Kazakhstan foreign policy – successful model, U.S. Ambassador
US Ambassador to Kazakhstan Richard Hoagland: “I have always said clearly that democracy is a process – a long and difficult process. Each country’s democracy needs to grow organically from its history, traditions, and culture. The democracy of India is different from the democracy of Germany is different from the democracy of South Korea. Kazakhstan is developing, in its own national way, its own democracy”.
ASTANA. May 19. KAZINFORM. /Narymbek Ismagulov/
“The U.S.-Kazakhstan relationship is poised for significant new growth, for greater high-level consultation, for enhanced cooperation. We will work to build a respectful, consultative, mature relationship of mutual respect and strong collaboration”, Ambassador Extraordinary and Plenipotentiary of the USA to Kazakhstan Richard Hoagland has said in the interview with a Kazinform correspondent.
– In your opinion, what has changed in U.S. policy since the new administration has taken office? Can you comment on the prospects of the U.S.-Kazakhstan bilateral relationship?

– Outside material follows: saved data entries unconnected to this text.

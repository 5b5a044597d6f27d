//! JSON API consumed by external clients, kept wire-compatible with the
//! historical endpoints (French field names).

use std::sync::Arc;

use axum::{
    extract::{Path, Query, State},
    http::StatusCode,
    response::{IntoResponse, Response},
    Json,
};
use serde::{Deserialize, Serialize};
use serde_json::json;

use crate::db::{Article, ARTICLES_PER_VIEW, SEARCH_RESULT_LIMIT};
use crate::routes::AppState;

/// API failures collapse into a single JSON error shape.
pub struct ApiError(anyhow::Error);

impl IntoResponse for ApiError {
    fn into_response(self) -> Response {
        tracing::error!("API error: {}", self.0);
        (
            StatusCode::INTERNAL_SERVER_ERROR,
            Json(json!({ "status": "error", "message": self.0.to_string() })),
        )
            .into_response()
    }
}

impl<E: Into<anyhow::Error>> From<E> for ApiError {
    fn from(err: E) -> Self {
        ApiError(err.into())
    }
}

#[derive(Debug, Serialize)]
pub struct Stats {
    pub total_articles: i64,
    pub total_sources: usize,
    #[serde(rename = "sources_actives")]
    pub active_sources: i64,
    pub total_regions: i64,
    #[serde(rename = "derniere_collecte")]
    pub last_collection: Option<String>,
}

#[derive(Debug, Serialize)]
pub struct RegionSummary {
    pub id: String,
    #[serde(rename = "nom")]
    pub name: String,
    #[serde(rename = "nb_articles")]
    pub article_count: i64,
    #[serde(rename = "nb_sources")]
    pub source_count: usize,
}

#[derive(Debug, Serialize)]
pub struct ArticleList {
    pub articles: Vec<Article>,
}

#[derive(Debug, Serialize)]
pub struct SearchResults {
    pub articles: Vec<Article>,
    pub total: usize,
}

pub async fn stats(State(state): State<Arc<AppState>>) -> Result<Json<Stats>, ApiError> {
    let total_articles = state.db.article_count().await?;
    let active_sources = state.db.active_source_count().await?;
    let total_regions = state.db.region_count().await?;
    let last = state.db.last_collection().await?;

    Ok(Json(Stats {
        total_articles,
        total_sources: state.config.total_sources(),
        active_sources,
        total_regions,
        last_collection: last.map(|run| run.ran_at),
    }))
}

pub async fn top_articles(
    State(state): State<Arc<AppState>>,
) -> Result<Json<ArticleList>, ApiError> {
    let articles = state.db.top_articles(ARTICLES_PER_VIEW).await?;
    Ok(Json(ArticleList { articles }))
}

pub async fn regions(
    State(state): State<Arc<AppState>>,
) -> Result<Json<Vec<RegionSummary>>, ApiError> {
    let mut summaries = Vec::new();
    for region in &state.config.regions {
        let article_count = state.db.article_count_for_region(&region.name).await?;
        summaries.push(RegionSummary {
            id: region.slug(),
            name: region.name.clone(),
            article_count,
            source_count: region.sources.len(),
        });
    }
    Ok(Json(summaries))
}

pub async fn region_articles(
    State(state): State<Arc<AppState>>,
    Path(slug): Path<String>,
) -> Result<Response, ApiError> {
    let Some(region) = state.config.region_by_slug(&slug) else {
        return Ok((
            StatusCode::NOT_FOUND,
            Json(json!({ "error": "Région non trouvée" })),
        )
            .into_response());
    };

    let articles = state
        .db
        .articles_for_region(&region.name, ARTICLES_PER_VIEW)
        .await?;
    Ok(Json(ArticleList { articles }).into_response())
}

#[derive(Debug, Deserialize)]
pub struct SearchQuery {
    #[serde(default)]
    pub q: String,
    pub region: Option<String>,
}

pub async fn search(
    State(state): State<Arc<AppState>>,
    Query(query): Query<SearchQuery>,
) -> Result<Response, ApiError> {
    let q = query.q.trim();
    if q.is_empty() {
        return Ok(Json(json!({ "articles": [] })).into_response());
    }

    let articles = state
        .db
        .search_articles(q, query.region.as_deref(), SEARCH_RESULT_LIMIT)
        .await?;
    let total = articles.len();

    Ok(Json(SearchResults { articles, total }).into_response())
}

pub async fn collect(State(state): State<Arc<AppState>>) -> Result<Json<serde_json::Value>, ApiError> {
    let message = if state.collector.is_collecting().await {
        "Collecte déjà en cours"
    } else {
        "Collecte démarrée"
    };

    // The guard inside the collector makes a duplicate trigger a no-op
    let collector = state.collector.clone();
    tokio::spawn(async move {
        let _ = collector.collect_all().await;
    });

    Ok(Json(json!({ "status": "success", "message": message })))
}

– President Obama and his foreign policy team, including Secretary of State Clinton, are fully committed to a foreign policy that is based on reality, not on prejudice and ideology. In my view, this is a very welcome statement of policy because it returns the United States to its grand foreign-policy tradition that listens with respect to others and welcomes multiple partnerships.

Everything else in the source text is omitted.